コルクとともに歩んできた内山工業は、2011年からコルクレザーを使ったグッズの製造販売をスタート。それまでの商品開発は企業向けのものが多かったが、「地球環境を考える上で、サスティナブルな素材であるコルクの魅力を多くの人に伝えたい」と、経営企画室の小林正和さんは言う。ナチュラルな温もりのある質感や耐水性の高さを生かした財布や名刺入れ、軽くて落としても怪我の心配がないコルク製の積み木は、哺乳瓶と同じ安全基準をクリアしているため、万が一なめたり食べたりしても安心だ。

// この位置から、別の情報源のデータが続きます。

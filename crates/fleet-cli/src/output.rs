//! Output formatting utilities

use crate::error::{CliError, CliResult};
use colored::*;
use serde::Serialize;
use tabled::{Table, Tabled};

/// Serialize `data` as JSON indented with four spaces
pub fn to_json_pretty<T: Serialize + ?Sized>(data: &T) -> CliResult<String> {
    let mut buf = Vec::new();
    let formatter = serde_json::ser::PrettyFormatter::with_indent(b"    ");
    let mut serializer = serde_json::Serializer::with_formatter(&mut buf, formatter);
    data.serialize(&mut serializer)?;
    String::from_utf8(buf)
        .map_err(|e| CliError::Io(std::io::Error::new(std::io::ErrorKind::InvalidData, e)))
}

/// Print `data` as four-space indented JSON
pub fn print_json<T: Serialize + ?Sized>(data: &T) -> CliResult<()> {
    println!("{}", to_json_pretty(data)?);
    Ok(())
}

/// Print rows as a table
pub fn print_table<T: Tabled>(rows: Vec<T>) {
    if rows.is_empty() {
        println!("{}", "No results".dimmed());
    } else {
        println!("{}", Table::new(rows));
    }
}

/// Print an error message
pub fn print_error(message: &str) {
    eprintln!("{} {}", "✗".red(), message);
}

/// Print an info message
pub fn print_info(message: &str) {
    println!("{} {}", "ℹ".blue(), message);
}
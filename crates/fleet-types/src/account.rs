//! Account returned by the service for the authenticated token

use serde::{Deserialize, Serialize};

/// Authenticated account
#[derive(Debug, Clone, PartialEq, Serialize, Deserialize)]
pub struct Account {
    /// Account identifier
    pub id: String,

    /// Login email
    pub email: String,

    /// Display name
    #[serde(default, skip_serializing_if = "Option::is_none")]
    pub name: Option<String>,
}

impl Account {
    /// Name to greet the user with
    pub fn display_name(&self) -> &str {
        self.name.as_deref().unwrap_or(&self.email)
    }
}
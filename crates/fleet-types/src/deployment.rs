//! Deployment types
//!
//! A Deployment is the unit the service lists and filters. Placements hang
//! off a deployment and are fetched separately.

use crate::{DeploymentId, Record};
use serde::{Deserialize, Serialize};
use std::fmt;
use std::net::Ipv4Addr;

/// A deployment tracked by the management service
#[derive(Debug, Clone, PartialEq, Serialize, Deserialize)]
pub struct Deployment {
    /// Unique deployment identifier
    pub id: DeploymentId,

    /// Human-readable name
    #[serde(default, skip_serializing_if = "Option::is_none")]
    pub name: Option<String>,

    /// Container image reference
    pub image: String,

    /// Location (region) the deployment is pinned to
    pub location: String,

    /// Current lifecycle state
    pub state: DeploymentState,

    /// Public IPv4 address, once assigned
    #[serde(default, skip_serializing_if = "Option::is_none")]
    pub ipv4: Option<Ipv4Addr>,

    /// Created timestamp
    pub created_at: chrono::DateTime<chrono::Utc>,

    /// Last updated timestamp
    pub updated_at: chrono::DateTime<chrono::Utc>,
}

impl Deployment {
    /// Name if set, otherwise the image
    pub fn label(&self) -> &str {
        self.name.as_deref().unwrap_or(&self.image)
    }
}

/// Deployment lifecycle state
#[derive(Debug, Clone, Copy, PartialEq, Eq, Hash, Serialize, Deserialize)]
#[cfg_attr(feature = "cli", derive(clap::ValueEnum))]
#[serde(rename_all = "lowercase")]
pub enum DeploymentState {
    /// Accepted, not yet scheduled
    Pending,
    /// Placements are starting
    Starting,
    /// Serving
    Running,
    /// Placements are shutting down
    Stopping,
    /// Stopped by request
    Stopped,
    /// Could not be brought up
    Failed,
    /// Removed; kept for history
    Destroyed,
    /// A state this client does not know yet
    #[serde(other)]
    #[cfg_attr(feature = "cli", value(skip))]
    Unknown,
}

impl DeploymentState {
    /// Wire name, also used as the query parameter value
    pub fn as_str(&self) -> &'static str {
        match self {
            DeploymentState::Pending => "pending",
            DeploymentState::Starting => "starting",
            DeploymentState::Running => "running",
            DeploymentState::Stopping => "stopping",
            DeploymentState::Stopped => "stopped",
            DeploymentState::Failed => "failed",
            DeploymentState::Destroyed => "destroyed",
            DeploymentState::Unknown => "unknown",
        }
    }
}

impl fmt::Display for DeploymentState {
    fn fmt(&self, f: &mut fmt::Formatter<'_>) -> fmt::Result {
        f.write_str(self.as_str())
    }
}

/// One page of the paginated deployment listing
#[derive(Debug, Clone, Default, Serialize, Deserialize)]
pub struct DeploymentPage {
    /// Deployments on this page
    pub deployments: Vec<Record<Deployment>>,

    /// Opaque cursor for the next page, absent on the last page
    #[serde(default, skip_serializing_if = "Option::is_none")]
    pub next_cursor: Option<String>,
}

#[cfg(test)]
mod tests {
    use super::*;
    use serde_json::{json, Value};

    fn sample() -> Value {
        json!({
            "id": "d3adb33f0001",
            "name": "web",
            "image": "registry.example.com/web:1.4",
            "location": "ams",
            "state": "running",
            "ipv4": "203.0.113.7",
            "created_at": "2024-05-01T10:00:00Z",
            "updated_at": "2024-05-01T10:05:00Z",
            "vcpus": 2,
            "labels": { "team": "edge" }
        })
    }

    #[test]
    fn test_deployment_deserializes() {
        let deployment: Deployment = serde_json::from_value(sample()).unwrap();
        assert_eq!(deployment.id.as_str(), "d3adb33f0001");
        assert_eq!(deployment.state, DeploymentState::Running);
        assert_eq!(deployment.ipv4, Some(Ipv4Addr::new(203, 0, 113, 7)));
        assert_eq!(deployment.label(), "web");
    }

    #[test]
    fn test_unknown_state_is_tolerated() {
        let mut value = sample();
        value["state"] = json!("hibernating");
        let deployment: Deployment = serde_json::from_value(value).unwrap();
        assert_eq!(deployment.state, DeploymentState::Unknown);
        assert_eq!(deployment.state.to_string(), "unknown");
    }

    #[test]
    fn test_page_keeps_raw_records() {
        let page: DeploymentPage = serde_json::from_value(json!({
            "deployments": [sample()],
            "next_cursor": "c-2"
        }))
        .unwrap();
        assert_eq!(page.deployments[0].id.as_str(), "d3adb33f0001");
        assert_eq!(page.deployments[0].raw(), &sample());
        assert_eq!(page.next_cursor.as_deref(), Some("c-2"));
    }

    #[test]
    fn test_label_falls_back_to_image() {
        let mut value = sample();
        value.as_object_mut().unwrap().remove("name");
        let deployment: Deployment = serde_json::from_value(value).unwrap();
        assert_eq!(deployment.label(), "registry.example.com/web:1.4");
    }

    #[test]
    fn test_state_wire_names() {
        for state in [
            DeploymentState::Pending,
            DeploymentState::Starting,
            DeploymentState::Running,
            DeploymentState::Stopping,
            DeploymentState::Stopped,
            DeploymentState::Failed,
            DeploymentState::Destroyed,
        ] {
            let encoded = serde_json::to_value(state).unwrap();
            assert_eq!(encoded, json!(state.as_str()));
        }
    }

    #[test]
    fn test_page_without_cursor() {
        let page: DeploymentPage = serde_json::from_value(json!({ "deployments": [] })).unwrap();
        assert!(page.deployments.is_empty());
        assert!(page.next_cursor.is_none());
    }
}
//! CLI command implementations

pub mod list;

「天然素材なので1点ずつ柄が違います。軽くて雨に強いし、地球にも優しいところがコルクの魅力」と話す小林正和さん

工場長の平賀さん、経営企画室の3人が持っていた名刺入れ。

使い込み経年変化が愛おしい名刺入れ。使うごとに軟らかくなり、味わいと愛着が増す。

コルクレザーと環境に配慮した素材とを組み合わせたバッグなどの服飾雑貨も続々と生みだされている。タマネギの皮から抽出した成分をベースに配合した合成繊維を使ったバッグは、カラフルで味わいのある色合いが女性に好まれている。また、コルクレザーそのものに色付けを行うため、ジーンズの染色を行っている企業に協力を依頼し共同開発したシートが「無排水染色」のコルクレザーだ。「コルクは水をはじいてしまうので普通の染色ができません。試行錯誤の末、コルクレザーに染料をミスト状に吹きかけて染色しています」。染色工程の排水は河川や海を汚し社会問題になっているところもあるが、1点ずつ手で染めているので排水は出ないという。

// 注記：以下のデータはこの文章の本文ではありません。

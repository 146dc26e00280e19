//! Placement lifecycle events
//!
//! Every placement carries its own event history. The CLI only cares about a
//! handful of kinds when deciding how to highlight them.

use serde::{Deserialize, Serialize};
use std::fmt;

/// A single entry in a placement's history
#[derive(Debug, Clone, PartialEq, Serialize, Deserialize)]
pub struct PlacementEvent {
    /// What happened
    pub kind: EventKind,

    /// When it happened
    pub timestamp: chrono::DateTime<chrono::Utc>,

    /// Optional detail from the scheduler or health checker
    #[serde(default, skip_serializing_if = "Option::is_none")]
    pub message: Option<String>,
}

/// Event kinds emitted by the scheduler
#[derive(Debug, Clone, Copy, PartialEq, Eq, Hash, Serialize, Deserialize)]
pub enum EventKind {
    /// Placement assigned to a host
    Scheduled,
    /// Image available on the host
    ImagePulled,
    /// Workload process started
    Started,
    /// Workload process restarted in place
    Restarted,
    /// Health check passed
    HealthCheckPassed,
    /// Health check failed
    HealthCheckFailed,
    /// Interactive SSH session opened
    #[serde(rename = "SSHStarted")]
    SshStarted,
    /// Workload stopped on request
    Stopped,
    /// Workload killed by the host
    Killed,
    /// Placement failed
    Failed,
    /// A kind this client does not know yet
    #[serde(other)]
    Unknown,
}

impl EventKind {
    pub fn as_str(&self) -> &'static str {
        match self {
            EventKind::Scheduled => "Scheduled",
            EventKind::ImagePulled => "ImagePulled",
            EventKind::Started => "Started",
            EventKind::Restarted => "Restarted",
            EventKind::HealthCheckPassed => "HealthCheckPassed",
            EventKind::HealthCheckFailed => "HealthCheckFailed",
            EventKind::SshStarted => "SSHStarted",
            EventKind::Stopped => "Stopped",
            EventKind::Killed => "Killed",
            EventKind::Failed => "Failed",
            EventKind::Unknown => "Unknown",
        }
    }

    /// Workload came up
    pub fn is_start(&self) -> bool {
        matches!(self, EventKind::Started | EventKind::Restarted)
    }

    /// Workload went down
    pub fn is_stop(&self) -> bool {
        matches!(self, EventKind::Stopped | EventKind::Killed)
    }

    pub fn is_failed_health(&self) -> bool {
        matches!(self, EventKind::HealthCheckFailed)
    }
}

impl fmt::Display for EventKind {
    fn fmt(&self, f: &mut fmt::Formatter<'_>) -> fmt::Result {
        f.write_str(self.as_str())
    }
}
//! CLI error types

use thiserror::Error;

/// CLI error types
#[derive(Debug, Error)]
pub enum CliError {
    /// HTTP request error
    #[error("HTTP error: {0}")]
    Http(#[from] reqwest::Error),

    /// Configuration error
    #[error("Configuration error: {0}")]
    Config(String),

    /// API error response
    #[error("API error: {status} - {message}")]
    Api {
        /// HTTP status code
        status: u16,
        /// Error message
        message: String,
    },

    /// Resource not found
    #[error("Not found: {0}")]
    NotFound(String),

    /// Missing or rejected credentials
    #[error("Unauthorized: {0}")]
    Unauthorized(String),

    /// Response the client cannot make sense of
    #[error("Unexpected response: {0}")]
    Protocol(String),

    /// Invalid input
    #[error("Invalid input: {0}")]
    InvalidInput(String),

    /// IO error
    #[error("IO error: {0}")]
    Io(#[from] std::io::Error),

    /// JSON parsing error
    #[error("JSON error: {0}")]
    Json(#[from] serde_json::Error),
}

impl CliError {
    /// Process exit code for this error
    pub fn exit_code(&self) -> i32 {
        match self {
            CliError::InvalidInput(_) => 2,
            CliError::Unauthorized(_) => 3,
            _ => 1,
        }
    }
}

/// Result type for CLI operations
pub type CliResult<T> = Result<T, CliError>;

#[cfg(test)]
mod tests {
    use super::*;

    #[test]
    fn test_exit_codes() {
        assert_eq!(CliError::InvalidInput("x".into()).exit_code(), 2);
        assert_eq!(CliError::Unauthorized("x".into()).exit_code(), 3);
        assert_eq!(CliError::NotFound("x".into()).exit_code(), 1);
    }

    #[test]
    fn test_api_error_message() {
        let err = CliError::Api {
            status: 503,
            message: "maintenance".into(),
        };
        assert_eq!(err.to_string(), "API error: 503 - maintenance");
    }
}
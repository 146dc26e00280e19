//! Service records kept verbatim alongside their typed view
//!
//! The typed structs drive filtering and display. Anything written back out
//! uses the JSON exactly as the service sent it, so explicit nulls, timestamp
//! precision and fields this crate does not model all survive.

use serde::de::{DeserializeOwned, Error as _};
use serde::{Deserialize, Deserializer, Serialize, Serializer};
use serde_json::Value;
use std::borrow::Borrow;
use std::ops::Deref;

/// A typed record plus the raw document it was decoded from
#[derive(Debug, Clone, PartialEq)]
pub struct Record<T> {
    data: T,
    raw: Value,
}

impl<T: DeserializeOwned> Record<T> {
    /// Decode `raw`, keeping it for later output
    pub fn from_value(raw: Value) -> serde_json::Result<Self> {
        let data = T::deserialize(&raw)?;
        Ok(Self { data, raw })
    }
}

impl<T> Record<T> {
    /// Document as received
    pub fn raw(&self) -> &Value {
        &self.raw
    }

    pub fn into_raw(self) -> Value {
        self.raw
    }
}

impl<T> Deref for Record<T> {
    type Target = T;

    fn deref(&self) -> &T {
        &self.data
    }
}

impl<T> Borrow<T> for Record<T> {
    fn borrow(&self) -> &T {
        &self.data
    }
}

impl<'de, T: DeserializeOwned> Deserialize<'de> for Record<T> {
    fn deserialize<D: Deserializer<'de>>(deserializer: D) -> Result<Self, D::Error> {
        let raw = Value::deserialize(deserializer)?;
        Self::from_value(raw).map_err(D::Error::custom)
    }
}

impl<T> Serialize for Record<T> {
    fn serialize<S: Serializer>(&self, serializer: S) -> Result<S::Ok, S::Error> {
        self.raw.serialize(serializer)
    }
}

「工場で出るB級品や削りカスを再利用し、内山工業らしい個性あるものを作りたい」と三宅梨沙さん

廃棄される野菜などで染めた生地を使ったやさしい色合いのポーチ

「工場で製造したコルクブロックをどうにか加工できないかなと思案中です。
会社には大きな研究部門があるので、知恵をお借りしながら実現したい」と遠藤美奈子さん

環境に配慮した「無排水染色」のコルクレザー

開発を手掛ける経営企画室の3人は、「今後はインテリアなど暮らしに関わるアイテムにも取り組み、コルクの良さを体感してもらいたい」と意欲的。カタログには、“コルクがあるから、100+1%の楽しみが生まれるかも”と綴ってある。日々の暮らしで受け取る喜びの一歩先、コルクを通じた驚きや発見の喜び。柔軟性に富んだ新しいコルクの可能性に注目したい。